4) Most dangerous weapon of all: his head
Oh, that big, rock-solid head… I understand its purpose is to protect my little bundle of joy from impact and trauma, but gee, why does it have to cause so much pain on the parents (and siblings)? In the first few months of life, we play our part by supporting our baby’s bobble head. As the neck muscles become stronger, we decide to let go and that’s when all hell comes loose! It seems highly entertaining for a baby to consistently bonk his head against your body (preferably your face) when sitting on your lap, being held in your arms, or in any position for high impact. I can’t remember how many times I’ve been hit hard enough in the nose to hear a crack and expect a nose bleed and a trip to the ER. So far, so good, but my nose just hurts thinking about it…
With that said, you’d think that a growing child will learn that his body can inflict pain and will stop doing so. From the many “incident” reports that occur at my son’s preschool, I don’t believe that’s the case.
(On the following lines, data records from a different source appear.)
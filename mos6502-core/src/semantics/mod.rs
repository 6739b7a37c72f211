//! Per-mnemonic execution handlers.
//!
//! Split along the same lines `examples/gregtatum-cpu-6502-rs` uses to group
//! its own `execute_instruction` match arms, but as free functions over
//! `&mut Cpu` rather than one large match: each submodule owns one family
//! of the instruction set, and [`dispatch`] is the single place that knows
//! which family a [`Mnemonic`] belongs to.

mod arithmetic;
mod control;
mod logical;
mod move_ops;

use crate::addressing::Operand;
use crate::cpu::Cpu;
use crate::opcodes::Mnemonic;

/// Run the handler for `mnemonic` against `operand`, the single call site
/// `Cpu::step` uses after fetch/decode/resolve. `cycles` is mutable only so
/// branch handlers can add the taken/page-cross penalties spec.md's timing
/// table reserves for them; every other handler ignores it.
pub(crate) fn dispatch(cpu: &mut Cpu, mnemonic: Mnemonic, operand: Operand, cycles: &mut u8) {
    use Mnemonic::*;
    match mnemonic {
        ADC => arithmetic::adc(cpu, operand),
        SBC => arithmetic::sbc(cpu, operand),
        AND => logical::and(cpu, operand),
        ORA => logical::ora(cpu, operand),
        EOR => logical::eor(cpu, operand),
        BIT => logical::bit(cpu, operand),
        ASL => arithmetic::asl(cpu, operand),
        LSR => arithmetic::lsr(cpu, operand),
        ROL => arithmetic::rol(cpu, operand),
        ROR => arithmetic::ror(cpu, operand),
        CMP => arithmetic::cmp(cpu, operand),
        CPX => arithmetic::cpx(cpu, operand),
        CPY => arithmetic::cpy(cpu, operand),
        INC => arithmetic::inc(cpu, operand),
        DEC => arithmetic::dec(cpu, operand),
        INX => arithmetic::inx(cpu),
        DEX => arithmetic::dex(cpu),
        INY => arithmetic::iny(cpu),
        DEY => arithmetic::dey(cpu),

        LDA => move_ops::lda(cpu, operand),
        LDX => move_ops::ldx(cpu, operand),
        LDY => move_ops::ldy(cpu, operand),
        STA => move_ops::sta(cpu, operand),
        STX => move_ops::stx(cpu, operand),
        STY => move_ops::sty(cpu, operand),
        TAX => move_ops::tax(cpu),
        TAY => move_ops::tay(cpu),
        TSX => move_ops::tsx(cpu),
        TXA => move_ops::txa(cpu),
        TXS => move_ops::txs(cpu),
        TYA => move_ops::tya(cpu),

        PHA => control::pha(cpu),
        PHP => control::php(cpu),
        PLA => control::pla(cpu),
        PLP => control::plp(cpu),

        BCC => {
            let taken = !cpu.flag(crate::registers::StatusFlags::CARRY);
            control::branch(cpu, operand, cycles, taken)
        }
        BCS => {
            let taken = cpu.flag(crate::registers::StatusFlags::CARRY);
            control::branch(cpu, operand, cycles, taken)
        }
        BEQ => {
            let taken = cpu.flag(crate::registers::StatusFlags::ZERO);
            control::branch(cpu, operand, cycles, taken)
        }
        BNE => {
            let taken = !cpu.flag(crate::registers::StatusFlags::ZERO);
            control::branch(cpu, operand, cycles, taken)
        }
        BMI => {
            let taken = cpu.flag(crate::registers::StatusFlags::NEGATIVE);
            control::branch(cpu, operand, cycles, taken)
        }
        BPL => {
            let taken = !cpu.flag(crate::registers::StatusFlags::NEGATIVE);
            control::branch(cpu, operand, cycles, taken)
        }
        BVC => {
            let taken = !cpu.flag(crate::registers::StatusFlags::OVERFLOW);
            control::branch(cpu, operand, cycles, taken)
        }
        BVS => {
            let taken = cpu.flag(crate::registers::StatusFlags::OVERFLOW);
            control::branch(cpu, operand, cycles, taken)
        }

        CLC => control::clc(cpu),
        CLD => control::cld(cpu),
        CLI => control::cli(cpu),
        CLV => control::clv(cpu),
        SEC => control::sec(cpu),
        SED => control::sed(cpu),
        SEI => control::sei(cpu),

        JMP => control::jmp(cpu, operand),
        JSR => control::jsr(cpu, operand),
        RTS => control::rts(cpu),
        RTI => control::rti(cpu),
        BRK => control::brk(cpu),
        NOP => {}

        Undefined => unreachable!("Cpu::step filters Undefined before dispatch"),
    }
}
To this day, my kids’ favorite activities seem to be:
– Stepping on my feet: they sure scream when I step on theirs, so why do they get so exasperated when I request them to get off mine! A variance is to drop heavy objects on my feet. My youngest punctured a hole in my toe nail with the only sharp angle of his “My First Story Reader” book. My toe hurt for over a month, and I ended up throwing the toy in the trash, worried that I may get injured again.
– Jumping on my body from higher ground: where did they get the idea that my belly is a trampoline they can jump on every time I lay on the floor or on the bed?
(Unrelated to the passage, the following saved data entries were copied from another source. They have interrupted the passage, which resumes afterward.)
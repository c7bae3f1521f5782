//! WebSocket message DTOs.
//!
//! The wire protocol is a JSON envelope per WebSocket text frame:
//!
//! - Inbound (client to server): `{"event": <name>, "data": <payload>, "ack": <id>}`
//!   where `ack` is an optional correlation id. When present, the server answers
//!   the frame with an `ack` event carrying the same id.
//! - Outbound (server to client): `{"event": <name>, "data": <payload>}`.

use serde::{Deserialize, Serialize};
use serde_json::Value;

/// Inbound event name: join a room.
pub const EVENT_JOIN_ROOM: &str = "join_room";

/// Inbound event name: broadcast a chat message.
pub const EVENT_SEND_MESSAGE: &str = "send_message";

/// Generic inbound frame.
///
/// `data` is kept as raw JSON and decoded per event, so an unknown event
/// or a malformed payload never breaks frame parsing itself.
#[derive(Debug, Clone, PartialEq, Serialize, Deserialize)]
pub struct ClientFrame {
    /// Event name (`join_room`, `send_message`, ...)
    pub event: String,
    /// Event payload (shape depends on the event)
    #[serde(default)]
    pub data: Value,
    /// Ack correlation id. `None` means the client does not expect an ack.
    #[serde(skip_serializing_if = "Option::is_none")]
    pub ack: Option<u64>,
}

impl ClientFrame {
    /// Build a `join_room` frame.
    pub fn join_room(room: &str) -> Self {
        Self {
            event: EVENT_JOIN_ROOM.to_string(),
            data: Value::String(room.to_string()),
            ack: None,
        }
    }

    /// Build a `send_message` frame with an ack correlation id.
    pub fn send_message(message: &MessageDto, ack: u64) -> Self {
        Self {
            event: EVENT_SEND_MESSAGE.to_string(),
            data: serde_json::json!(message),
            ack: Some(ack),
        }
    }
}

/// Chat message record as it appears on the wire.
///
/// `id`, `author` and `content` are opaque client-provided strings.
/// `timestamp` is assigned by the server; a client-sent value is ignored.
#[derive(Debug, Clone, PartialEq, Serialize, Deserialize)]
pub struct MessageDto {
    /// Client-assigned message id
    pub id: String,
    /// Display name of the sender
    pub author: String,
    /// Message body
    pub content: String,
    /// Server-assigned receive time (Unix epoch milliseconds)
    #[serde(skip_serializing_if = "Option::is_none")]
    pub timestamp: Option<i64>,
}

/// Payload of an outbound `ack` event.
#[derive(Debug, Clone, PartialEq, Serialize, Deserialize)]
pub struct AckBody {
    /// Correlation id echoed from the inbound frame
    pub ack: u64,
    /// Whether the send was accepted
    pub success: bool,
    /// Id of the accepted message (present on success)
    #[serde(rename = "messageId", skip_serializing_if = "Option::is_none")]
    pub message_id: Option<String>,
    /// Server-assigned receive time (present on success)
    #[serde(skip_serializing_if = "Option::is_none")]
    pub timestamp: Option<i64>,
    /// Failure description (present on failure)
    #[serde(skip_serializing_if = "Option::is_none")]
    pub error: Option<String>,
}

impl AckBody {
    /// Build a success ack.
    pub fn ok(ack: u64, message_id: String, timestamp: i64) -> Self {
        Self {
            ack,
            success: true,
            message_id: Some(message_id),
            timestamp: Some(timestamp),
            error: None,
        }
    }

    /// Build a failure ack.
    pub fn failed(ack: u64, error: String) -> Self {
        Self {
            ack,
            success: false,
            message_id: None,
            timestamp: None,
            error: Some(error),
        }
    }
}

/// Outbound server events.
#[derive(Debug, Clone, PartialEq, Serialize, Deserialize)]
#[serde(tag = "event", content = "data", rename_all = "snake_case")]
pub enum ServerEvent {
    /// Total connection count, broadcast on every connect and disconnect
    UserCount(usize),
    /// A chat message, broadcast to every connection including the sender
    ReceiveMessage(MessageDto),
    /// Buffered recent messages, pushed once to a newly connected client
    SyncMessages(Vec<MessageDto>),
    /// Result of a `send_message` frame that carried an ack id
    Ack(AckBody),
}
– Biting: OK, I think we’ve finally got that one under control, but for a while, it was a daily habit at our house.
– Groin punching, squeezing: looking at their dad’s face, it appears pretty painful every time…
– Hitting my face with their head, and then having the audacity to complain that THEIR head hurts! Yep, that most dangerous weapon doesn’t seem to go away…
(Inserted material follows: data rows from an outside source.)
//! WebSocket message relay server.
//!
//! Every message received from a client is broadcast to all connected clients,
//! and a bounded buffer of recent messages is replayed to new connections.
//!
//! Run with:
//! ```not_rust
//! cargo run --bin kairan-server
//! cargo run --bin kairan-server -- --host 0.0.0.0 --port 3001
//! PORT=4000 cargo run --bin kairan-server
//! ```

use std::{collections::HashMap, sync::Arc};

use clap::Parser;
use tokio::sync::Mutex;

use kairan_server::{
    domain::{BufferConfig, DEFAULT_MESSAGE_CAPACITY, DEFAULT_RETENTION_MS, Relay},
    infrastructure::{
        message_pusher::WebSocketMessagePusher, repository::InMemoryRelayRepository,
    },
    ui::Server,
    usecase::{
        ConnectClientUseCase, DEFAULT_SYNC_WINDOW_MS, DisconnectClientUseCase,
        GetRelayStateUseCase, GetRoomDetailUseCase, GetRoomsUseCase, JoinRoomUseCase,
        SendMessageUseCase,
    },
};
use kairan_shared::{logger::setup_logger, time::SystemClock};

#[derive(Parser, Debug)]
#[command(name = "kairan-server")]
#[command(about = "WebSocket message relay server with broadcast support", long_about = None)]
struct Args {
    /// Host address to bind the server to
    #[arg(short = 'H', long, default_value = "127.0.0.1")]
    host: String,

    /// Port number to bind the server to
    #[arg(short = 'p', long, env = "PORT", default_value = "3001")]
    port: u16,

    /// Maximum number of messages kept in the buffer
    #[arg(long, env = "BUFFER_CAPACITY", default_value_t = DEFAULT_MESSAGE_CAPACITY)]
    buffer_capacity: usize,

    /// Buffer retention period in milliseconds
    #[arg(long, env = "RETENTION_MS", default_value_t = DEFAULT_RETENTION_MS)]
    retention_ms: i64,

    /// History sync window for new connections in milliseconds
    #[arg(long, env = "SYNC_WINDOW_MS", default_value_t = DEFAULT_SYNC_WINDOW_MS)]
    sync_window_ms: i64,
}

#[tokio::main]
async fn main() {
    // Initialize tracing
    setup_logger(env!("CARGO_BIN_NAME"), "debug");

    let args = Args::parse();

    // Initialize dependencies in order:
    // 1. Repository
    // 2. MessagePusher
    // 3. UseCases
    // 4. Server

    // 1. Create Repository (in-memory relay state)
    let relay = Arc::new(Mutex::new(Relay::new(BufferConfig {
        capacity: args.buffer_capacity,
        retention_ms: args.retention_ms,
    })));
    tracing::info!(
        "Relay created (buffer capacity {}, retention {} ms)",
        args.buffer_capacity,
        args.retention_ms
    );
    let repository = Arc::new(InMemoryRelayRepository::new(relay, Arc::new(SystemClock)));

    // 2. Create MessagePusher (WebSocket implementation)
    let pusher_connections = Arc::new(Mutex::new(HashMap::new()));
    let message_pusher = Arc::new(WebSocketMessagePusher::new(pusher_connections.clone()));

    // 3. Create UseCases
    let connect_client_usecase = Arc::new(ConnectClientUseCase::new(
        repository.clone(),
        message_pusher.clone(),
        args.sync_window_ms,
    ));
    let disconnect_client_usecase = Arc::new(DisconnectClientUseCase::new(
        repository.clone(),
        message_pusher.clone(),
    ));
    let join_room_usecase = Arc::new(JoinRoomUseCase::new(repository.clone()));
    let send_message_usecase = Arc::new(SendMessageUseCase::new(
        repository.clone(),
        message_pusher.clone(),
    ));
    let get_rooms_usecase = Arc::new(GetRoomsUseCase::new(repository.clone()));
    let get_room_detail_usecase = Arc::new(GetRoomDetailUseCase::new(repository.clone()));
    let get_relay_state_usecase = Arc::new(GetRelayStateUseCase::new(repository.clone()));

    // 4. Create and run the server
    let server = Server::new(
        connect_client_usecase,
        disconnect_client_usecase,
        join_room_usecase,
        send_message_usecase,
        get_rooms_usecase,
        get_room_detail_usecase,
        get_relay_state_usecase,
    );
    if let Err(e) = server.run(args.host, args.port).await {
        tracing::error!("Server error: {}", e);
        std::process::exit(1);
    }
}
Physical injuries can be painful on your wallet too. A few months ago, my two boys were jumping around on our bed when my youngest hit his front tooth on top of his brother’s head. It bled at the time and we knew there was nothing else we could do. The tooth eventually turned grey and formed a gum abscess as it was dying. After root canal with general anesthesia, a new crown and $800 in dental bills, that tooth looks great!
So yes, love hurts in many ways, as the journey of parenthood causes plenty of physical pain, as well as medical and/or dental bills. But if I had to do it all again, I wouldn’t miss it for a thing, because at the end of the day, nothing is sweeter to my ears than to hear my son say “I love you, I want a hug”. And yes, I like my ribs squeezed hard.